Work task —
Wherever the word "AdaptiveLimiter" turns up in a line of the entries, copy that line.

Entries provided —
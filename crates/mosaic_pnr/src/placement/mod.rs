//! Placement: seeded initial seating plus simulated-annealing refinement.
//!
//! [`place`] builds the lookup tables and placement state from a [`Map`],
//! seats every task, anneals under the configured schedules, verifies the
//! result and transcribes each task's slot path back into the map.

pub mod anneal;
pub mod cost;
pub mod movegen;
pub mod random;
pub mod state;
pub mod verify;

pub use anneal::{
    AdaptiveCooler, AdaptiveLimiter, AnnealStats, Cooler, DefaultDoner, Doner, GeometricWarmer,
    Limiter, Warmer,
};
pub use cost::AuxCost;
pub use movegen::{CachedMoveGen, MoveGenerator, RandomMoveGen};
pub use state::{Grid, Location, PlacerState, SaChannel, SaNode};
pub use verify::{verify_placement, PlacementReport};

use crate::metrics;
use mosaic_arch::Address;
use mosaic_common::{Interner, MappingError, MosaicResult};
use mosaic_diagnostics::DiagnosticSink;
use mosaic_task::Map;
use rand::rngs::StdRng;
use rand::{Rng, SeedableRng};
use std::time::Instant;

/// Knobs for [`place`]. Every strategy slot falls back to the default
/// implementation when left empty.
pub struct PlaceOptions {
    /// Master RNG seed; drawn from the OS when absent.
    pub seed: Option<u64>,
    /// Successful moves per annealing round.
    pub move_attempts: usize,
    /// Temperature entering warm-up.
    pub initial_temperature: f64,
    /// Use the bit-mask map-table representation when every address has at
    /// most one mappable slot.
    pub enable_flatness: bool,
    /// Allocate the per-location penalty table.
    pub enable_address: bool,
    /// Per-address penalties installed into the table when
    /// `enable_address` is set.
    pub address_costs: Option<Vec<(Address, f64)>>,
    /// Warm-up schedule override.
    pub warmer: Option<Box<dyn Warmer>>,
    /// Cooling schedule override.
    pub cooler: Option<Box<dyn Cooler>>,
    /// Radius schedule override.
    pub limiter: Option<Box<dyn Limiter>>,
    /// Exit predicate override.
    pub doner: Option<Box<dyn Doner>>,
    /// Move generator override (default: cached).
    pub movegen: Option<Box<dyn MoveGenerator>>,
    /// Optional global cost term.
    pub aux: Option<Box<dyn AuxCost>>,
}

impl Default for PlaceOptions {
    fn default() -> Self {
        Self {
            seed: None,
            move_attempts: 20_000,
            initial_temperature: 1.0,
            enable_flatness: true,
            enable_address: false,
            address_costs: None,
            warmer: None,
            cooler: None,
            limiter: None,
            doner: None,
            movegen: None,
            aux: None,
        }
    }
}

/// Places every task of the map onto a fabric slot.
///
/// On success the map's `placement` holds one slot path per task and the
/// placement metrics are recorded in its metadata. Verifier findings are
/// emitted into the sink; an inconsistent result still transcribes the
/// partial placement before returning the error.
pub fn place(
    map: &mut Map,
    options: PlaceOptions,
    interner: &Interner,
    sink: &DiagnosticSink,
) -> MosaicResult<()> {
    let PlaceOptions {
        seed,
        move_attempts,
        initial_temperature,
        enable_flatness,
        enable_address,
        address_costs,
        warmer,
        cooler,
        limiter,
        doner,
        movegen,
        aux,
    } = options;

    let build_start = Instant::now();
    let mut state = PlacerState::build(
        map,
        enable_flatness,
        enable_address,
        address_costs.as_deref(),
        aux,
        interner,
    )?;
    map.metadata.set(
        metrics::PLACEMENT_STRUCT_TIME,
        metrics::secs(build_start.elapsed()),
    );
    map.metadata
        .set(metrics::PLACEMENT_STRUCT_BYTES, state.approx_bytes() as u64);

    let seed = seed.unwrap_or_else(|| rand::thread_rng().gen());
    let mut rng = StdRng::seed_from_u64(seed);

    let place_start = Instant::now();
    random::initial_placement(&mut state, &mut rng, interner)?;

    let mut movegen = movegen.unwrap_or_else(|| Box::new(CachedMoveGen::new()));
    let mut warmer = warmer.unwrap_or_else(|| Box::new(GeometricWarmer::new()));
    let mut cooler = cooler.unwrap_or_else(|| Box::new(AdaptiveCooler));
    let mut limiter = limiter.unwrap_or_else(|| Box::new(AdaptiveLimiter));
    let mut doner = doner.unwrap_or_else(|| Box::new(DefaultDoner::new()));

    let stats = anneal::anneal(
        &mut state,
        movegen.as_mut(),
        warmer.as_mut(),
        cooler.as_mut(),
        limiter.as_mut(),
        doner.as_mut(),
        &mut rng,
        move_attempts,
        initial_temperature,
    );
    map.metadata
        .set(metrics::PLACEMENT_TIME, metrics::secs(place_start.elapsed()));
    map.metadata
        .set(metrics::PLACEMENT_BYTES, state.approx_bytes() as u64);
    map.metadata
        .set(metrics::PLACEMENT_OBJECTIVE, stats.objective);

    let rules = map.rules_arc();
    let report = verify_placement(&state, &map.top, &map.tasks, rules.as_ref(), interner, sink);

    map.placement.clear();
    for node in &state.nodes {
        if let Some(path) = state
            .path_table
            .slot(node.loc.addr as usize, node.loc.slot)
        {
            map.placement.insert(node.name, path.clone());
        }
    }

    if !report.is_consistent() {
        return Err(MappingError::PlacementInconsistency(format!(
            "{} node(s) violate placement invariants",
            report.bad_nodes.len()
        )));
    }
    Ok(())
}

Response area —
    AdaptiveCooler, AdaptiveLimiter, AnnealStats, Cooler, DefaultDoner, Doner, GeometricWarmer,
    let mut limiter = limiter.unwrap_or_else(|| Box::new(AdaptiveLimiter));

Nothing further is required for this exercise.